About 2 weeks ago Oracle published the MySQL 5.7.7-labs-json version which includes a very interesting feature called “Generated columns” (also know as Virtual or Computed columns). MariaDB has a similar feature as well: Virtual (Computed) Columns.
The idea is very simple: if we store a column
`FlightDate` date
in our table we may want to filter or group by year(FlightDate), month(FlightDate) or even dayofweek(FlightDate). The “brute-force” approach: use the above Date and Time MySQL functions in the query; however it will prevent MySQL from using an index (see below). Generated columns will allow you to declare a “Virtual”, non-stored column which is computed based on the existing field; you can then add index on that virtual column, so the query will use that index.

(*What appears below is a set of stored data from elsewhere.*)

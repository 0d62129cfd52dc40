/*!
 * Conformance Module
 * Exercises every hint through representative usage and checks functional results
 *
 * Only correctness is checked; performance effects of the hints are not observable
 * here and are never asserted.
 */

pub mod demo;
mod harness;

pub use demo::BranchOutcome;
pub use harness::{ConformanceHarness, ConformanceReport};
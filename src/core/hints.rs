/*!
 * Compiler Optimization Hints
 * Flat import surface for annotated code
 *
 * ```
 * use perf_hints::core::hints::*;
 *
 * if likely(CAPABILITIES.supported_count() <= 8) {
 *     prefetch(std::ptr::null::<u8>());
 * }
 * ```
 */

pub use super::optimization::{
    branch_hint, cold_path, likely, prefetch, prefetch_with, restrict_ptr, restrict_ptr_mut,
    unlikely, Access, HintCapabilities, Locality, PrefetchExt, Restrict, RestrictMut,
    CAPABILITIES,
};

/// Prevent the compiler from optimizing away or const-folding a value
///
/// Useful for benchmarking and ensuring certain operations aren't eliminated
pub use std::hint::black_box;
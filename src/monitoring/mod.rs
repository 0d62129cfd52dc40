/*!
 * Monitoring Module
 * Structured logging setup
 */

pub mod tracer;

pub use tracer::{init_tracing, TRACE_JSON_ENV};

Here is the original example:
CREATE TABLE `ontime` (
`id` int(11) NOT NULL AUTO_INCREMENT,
`FlightDate` date DEFAULT NULL,
`Carrier` char(2) DEFAULT NULL,
`OriginAirportID` int(11) DEFAULT NULL,
`OriginCityName` varchar(100) DEFAULT NULL,
`OriginState` char(2) DEFAULT NULL,
`DestAirportID` int(11) DEFAULT NULL,
`DestCityName` varchar(100) DEFAULT NULL,
`DestState` char(2) DEFAULT NULL,
`DepDelayMinutes` int(11) DEFAULT NULL,
`ArrDelayMinutes` int(11) DEFAULT NULL,
`Cancelled` tinyint(4) DEFAULT NULL,
`CancellationCode` char(1) DEFAULT NULL,
`Diverted` tinyint(4) DEFAULT NULL,
PRIMARY KEY (`id`),
KEY `FlightDate` (`FlightDate`)
) ENGINE=InnoDB
Now I want to find all flights on Sundays (in 2013) and group by airline.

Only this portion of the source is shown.